Stored items
------------------------------
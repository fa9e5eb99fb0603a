//! Shared error types

use std::{collections::BTreeMap, fmt, str::FromStr};

use thiserror::Error;

/// Core errors shared by the editor and the console
#[derive(Error, Debug)]
pub enum CoreError {
    #[error("unknown section field: {0}")]
    UnknownField(String),

    #[error("section {0} has no reward type")]
    MissingKind(usize),

    #[error("spin response carried no section")]
    MissingSection,

    #[error("serialization error: {0}")]
    Serialization(#[from] serde_json::Error),
}

/// Why a draft could not enter the pending state
#[derive(Error, Debug, Clone, PartialEq)]
pub enum SubmitRejection {
    #[error("a submission is already in progress")]
    AlreadyPending,

    #[error("Please fix the errors in the form.")]
    Invalid(ErrorSet),
}

/// Editable field of a section
#[derive(Debug, Clone, Copy, PartialEq, Eq, PartialOrd, Ord, Hash)]
pub enum SectionField {
    Title,
    Kind,
    Value,
    Color,
    Probability,
}

impl SectionField {
    /// Name used in error keys and form routes
    pub fn as_str(&self) -> &'static str {
        match self {
            Self::Title => "title",
            Self::Kind => "type",
            Self::Value => "value",
            Self::Color => "color",
            Self::Probability => "probability",
        }
    }
}

impl fmt::Display for SectionField {
    fn fmt(&self, f: &mut fmt::Formatter<'_>) -> fmt::Result {
        f.write_str(self.as_str())
    }
}

impl FromStr for SectionField {
    type Err = CoreError;

    fn from_str(s: &str) -> Result<Self, Self::Err> {
        match s {
            "title" => Ok(Self::Title),
            "type" | "kind" => Ok(Self::Kind),
            "value" => Ok(Self::Value),
            "color" => Ok(Self::Color),
            "probability" => Ok(Self::Probability),
            other => Err(CoreError::UnknownField(other.to_string())),
        }
    }
}

/// Location of a validation error inside a wheel draft
#[derive(Debug, Clone, Copy, PartialEq, Eq, PartialOrd, Ord, Hash)]
pub enum FieldKey {
    WheelName,
    /// The wheel as a whole has no sections
    Sections,
    Section {
        index: usize,
        field: SectionField,
    },
    /// Aggregate probability check across all sections
    ProbabilityTotal,
}

impl FieldKey {
    pub fn section(index: usize, field: SectionField) -> Self {
        Self::Section { index, field }
    }
}

impl fmt::Display for FieldKey {
    fn fmt(&self, f: &mut fmt::Formatter<'_>) -> fmt::Result {
        match self {
            Self::WheelName => write!(f, "wheelName"),
            Self::Sections => write!(f, "sections"),
            Self::Section { index, field } => write!(f, "section-{}-{}", index, field),
            Self::ProbabilityTotal => write!(f, "probabilityTotal"),
        }
    }
}

/// Field-level validation errors keyed by [`FieldKey`]
///
/// Empty if and only if the draft it was computed from is submittable.
#[derive(Debug, Clone, Default, PartialEq)]
pub struct ErrorSet {
    errors: BTreeMap<FieldKey, String>,
}

impl ErrorSet {
    pub fn new() -> Self {
        Self::default()
    }

    pub fn insert(&mut self, key: FieldKey, message: impl Into<String>) {
        self.errors.insert(key, message.into());
    }

    pub fn get(&self, key: &FieldKey) -> Option<&str> {
        self.errors.get(key).map(String::as_str)
    }

    /// Look up an error by its rendered key, e.g. `section-0-title`
    pub fn get_by_path(&self, path: &str) -> Option<&str> {
        self.errors
            .iter()
            .find(|(key, _)| key.to_string() == path)
            .map(|(_, message)| message.as_str())
    }

    pub fn section(&self, index: usize, field: SectionField) -> Option<&str> {
        self.get(&FieldKey::section(index, field))
    }

    pub fn contains(&self, key: &FieldKey) -> bool {
        self.errors.contains_key(key)
    }

    pub fn remove(&mut self, key: &FieldKey) -> Option<String> {
        self.errors.remove(key)
    }

    pub fn clear(&mut self) {
        self.errors.clear();
    }

    pub fn is_empty(&self) -> bool {
        self.errors.is_empty()
    }

    pub fn len(&self) -> usize {
        self.errors.len()
    }

    pub fn iter(&self) -> impl Iterator<Item = (&FieldKey, &str)> {
        self.errors.iter().map(|(key, message)| (key, message.as_str()))
    }

    /// Drop the errors of a removed section and shift later sections down
    pub(crate) fn reindex_after_removal(&mut self, removed: usize) {
        let errors = std::mem::take(&mut self.errors);
        self.errors = errors
            .into_iter()
            .filter_map(|(key, message)| match key {
                FieldKey::Section { index, .. } if index == removed => None,
                FieldKey::Section { index, field } if index > removed => Some((
                    FieldKey::Section {
                        index: index - 1,
                        field,
                    },
                    message,
                )),
                other => Some((other, message)),
            })
            .collect();
    }
}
------------------------------
What is expected
Among the entries, copy every line containing the word "bool".

Completed exercise
    pub fn contains(&self, key: &FieldKey) -> bool {
    pub fn is_empty(&self) -> bool {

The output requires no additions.